Posted on 05/10/2014 5:26:21 PM PDT by Innovative
In civil forfeiture, authorities dont have to prove guilt, file charges or obtain a conviction before seizing private property. Critics say it is a process ripe for abuse, and one which leaves citizens little means of fighting back.
They said they wanted his Tewksbury, Mass., business and the land it was on because they suspected it was a hotbed for drug-dealing and prostitution.
After a four-day trial, on Jan. 24, 2013, a federal judge in Boston dismissed the forfeiture action against the motel, ruling that the government engaged in gross exaggeration of the evidence and did not have authority to seize the property.
(Excerpt) Read more at foxnews.com ...
I too have been yelling about this for longer than I can even remember. Supporters of the war on drugs are some of the biggest dangers to liberty this country has. I'm sick to death of the 'left' and 'right' taking turns destroying my rights from both sides.
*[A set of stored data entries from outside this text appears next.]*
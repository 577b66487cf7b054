//! Recomputing the ranked candidate list as the analyst changes inputs.

use super::{
    FilterSet, NormalizedValues, PeerSelection, RankedCandidate, RankingError, SelectionChange, TieBreak, filter_candidates,
    rank_by_similarity_with,
};
use crate::dataset::{Agency, AgencyId, Universe};
use crate::metrics::SimilarityCriterion;
use std::time::Instant;

/// Log target for the ranking engine
const LOG_TARGET: &str = "ranking";

/// Filter then rank the universe against `home`.
///
/// This is a pure function of its inputs. Every criterion must already be present in `normalized`.
pub fn rank_candidates<'u>(
    universe: &'u Universe,
    home: AgencyId,
    filters: &FilterSet,
    criteria: &[SimilarityCriterion],
    normalized: &NormalizedValues,
    tie_break: TieBreak,
) -> Result<Vec<RankedCandidate<'u>>, RankingError> {
    let _ = universe.require(home)?;
    let candidates = filter_candidates(universe, home, filters);
    rank_by_similarity_with(candidates, home, criteria, normalized, tie_break)
}

/// Owns the universe and the analyst's selections, and keeps the ranked candidate list current.
///
/// Each setter recomputes the ranking. If recomputation fails, the pipeline keeps its previous state.
#[derive(Debug)]
pub struct RankingPipeline {
    universe: Universe,
    normalized: NormalizedValues,
    home: AgencyId,
    filters: FilterSet,
    criteria: Vec<SimilarityCriterion>,
    tie_break: TieBreak,
    ranked: Vec<(AgencyId, f64)>,
    selection: PeerSelection,
}

impl RankingPipeline {
    pub fn new(
        universe: Universe,
        home: AgencyId,
        criteria: impl IntoIterator<Item = SimilarityCriterion>,
        tie_break: TieBreak,
    ) -> Result<Self, RankingError> {
        let mut pipeline = Self {
            normalized: NormalizedValues::new(),
            home,
            filters: FilterSet::new(),
            criteria: dedup(criteria),
            tie_break,
            ranked: Vec::new(),
            selection: PeerSelection::new(home),
            universe,
        };

        pipeline.ranked = pipeline.compute(home, &pipeline.filters.clone(), &pipeline.criteria.clone(), tie_break)?;
        Ok(pipeline)
    }

    #[must_use]
    pub const fn universe(&self) -> &Universe {
        &self.universe
    }

    /// Give up the pipeline, keeping the universe it was built on.
    #[must_use]
    pub fn into_universe(self) -> Universe {
        self.universe
    }

    #[must_use]
    pub const fn home(&self) -> AgencyId {
        self.home
    }

    #[must_use]
    pub fn home_agency(&self) -> Option<&Agency> {
        self.universe.get(self.home)
    }

    #[must_use]
    pub const fn filters(&self) -> &FilterSet {
        &self.filters
    }

    #[must_use]
    pub fn criteria(&self) -> &[SimilarityCriterion] {
        &self.criteria
    }

    #[must_use]
    pub const fn tie_break(&self) -> TieBreak {
        self.tie_break
    }

    #[must_use]
    pub const fn normalized(&self) -> &NormalizedValues {
        &self.normalized
    }

    #[must_use]
    pub const fn selection(&self) -> &PeerSelection {
        &self.selection
    }

    /// The current ranking, most similar first.
    pub fn ranked(&self) -> impl Iterator<Item = RankedCandidate<'_>> + '_ {
        self.ranked.iter().filter_map(|&(id, distance)| {
            self.universe.get(id).map(|agency| RankedCandidate { agency, distance })
        })
    }

    #[must_use]
    pub fn candidate_count(&self) -> usize {
        self.ranked.len()
    }

    /// Change the home agency. A peer that becomes the home agency leaves the selection.
    pub fn set_home(&mut self, home: AgencyId) -> Result<(), RankingError> {
        self.ranked = self.compute(home, &self.filters.clone(), &self.criteria.clone(), self.tie_break)?;
        self.home = home;
        self.selection.rehome(home);
        Ok(())
    }

    pub fn set_filters(&mut self, filters: FilterSet) -> Result<(), RankingError> {
        self.ranked = self.compute(self.home, &filters, &self.criteria.clone(), self.tie_break)?;
        self.filters = filters;
        Ok(())
    }

    /// Change the similarity criteria. Repeated criteria count once.
    pub fn set_criteria(&mut self, criteria: impl IntoIterator<Item = SimilarityCriterion>) -> Result<(), RankingError> {
        let criteria = dedup(criteria);
        self.ranked = self.compute(self.home, &self.filters.clone(), &criteria, self.tie_break)?;
        self.criteria = criteria;
        Ok(())
    }

    pub fn set_tie_break(&mut self, tie_break: TieBreak) -> Result<(), RankingError> {
        self.ranked = self.compute(self.home, &self.filters.clone(), &self.criteria.clone(), tie_break)?;
        self.tie_break = tie_break;
        Ok(())
    }

    pub fn toggle_peer(&mut self, id: AgencyId) -> Result<SelectionChange, RankingError> {
        let _ = self.universe.require(id)?;
        Ok(self.selection.toggle(id))
    }

    /// Replace the selection with the `n` most similar candidates.
    pub fn select_top(&mut self, n: usize) {
        self.selection.select_top_n(n, self.ranked.iter().map(|&(id, _)| id));
    }

    pub fn clear_selection(&mut self) {
        self.selection.clear();
    }

    fn compute(
        &mut self,
        home: AgencyId,
        filters: &FilterSet,
        criteria: &[SimilarityCriterion],
        tie_break: TieBreak,
    ) -> Result<Vec<(AgencyId, f64)>, RankingError> {
        let start_time = Instant::now();

        self.normalized.ensure(&self.universe, criteria.iter().copied())?;
        let ranked = rank_candidates(&self.universe, home, filters, criteria, &self.normalized, tie_break)?;

        log::debug!(
            target: LOG_TARGET,
            "Ranked {} of {} agencies against {home} on [{}] in {:.3}ms",
            ranked.len(),
            self.universe.len(),
            criteria.iter().map(ToString::to_string).collect::<Vec<_>>().join(", "),
            start_time.elapsed().as_secs_f64() * 1000.0
        );

        Ok(ranked.into_iter().map(|c| (c.id(), c.distance)).collect())
    }
}

fn dedup(criteria: impl IntoIterator<Item = SimilarityCriterion>) -> Vec<SimilarityCriterion> {
    let mut unique = Vec::new();
    for criterion in criteria {
        if !unique.contains(&criterion) {
            unique.push(criterion);
        }
    }
    unique
}
//! The agency universe and its yearly series, as produced by the upstream data pipeline.

mod agency;
mod agency_id;
mod agency_modes;
mod categories;
mod loader;
mod metadata;
mod mode_code;
mod national_totals;
mod universe;
mod yearly_series;

pub use agency::Agency;
pub use agency_id::AgencyId;
pub use agency_modes::{AgencyModeRecord, AgencyModes};
pub use categories::Categories;
pub use loader::{AGENCIES_FILE, AGENCY_MODES_FILE, Dataset, METADATA_FILE, MODE_TOTALS_FILE, YEARLY_FILE};
pub use metadata::Metadata;
pub use mode_code::ModeCode;
pub use national_totals::{ModeTotal, NationalModeTotals};
pub use universe::{Universe, UniverseVersion};
pub use yearly_series::{YearlyRecord, YearlySeries};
Some people are smart enough to remember how these laws were justified and it was directly due to the war on (some) drugs. Without the justification for these laws the laws dont need to exist anymore.
You'd think so, if you are a rational thinker. However, if you actually go back, and dig through the prescident (sp?) that are the foundations of the war on drugs, and follow the rabbit all the way down the hole, you will find that the entire ediface of the drug war rests primarily upon cases adjudicated during prohibition.
Think about that for a second. Why were the laws correctly decided originally? Well, we have a constitutional amendment making those laws legal. They were directly supported by a (stupidly enacted) amendment to the constitution itself. Therefore, the laws had a firm foundation.
Now ... how did prohibition end? Right! They repealed the amendment that was used to build that entire foundation of case law. Why weren't all those cases and decisions rendered moot from a precident perspective after the repeal of prohibition? Well, the government decided it liked the power it had usurped, and didn't want to give it back.
Lots of people point to the commerce clause (and the many evils that surround it) when looking at drug laws, but ultimately, the case law was not buillt on commerce. It was built on an existant constitutional amendment. The entirety of the war on drugs is a house without a foundation.
Yet we sell have freepers that support it.
I'm not sure where it comes from or even if it is accurate, but my best guess is the federal reserve, given what was going on at the time.
Thank God that these people weren't in charge during the times of the American Revolution or it wouldn't have happened.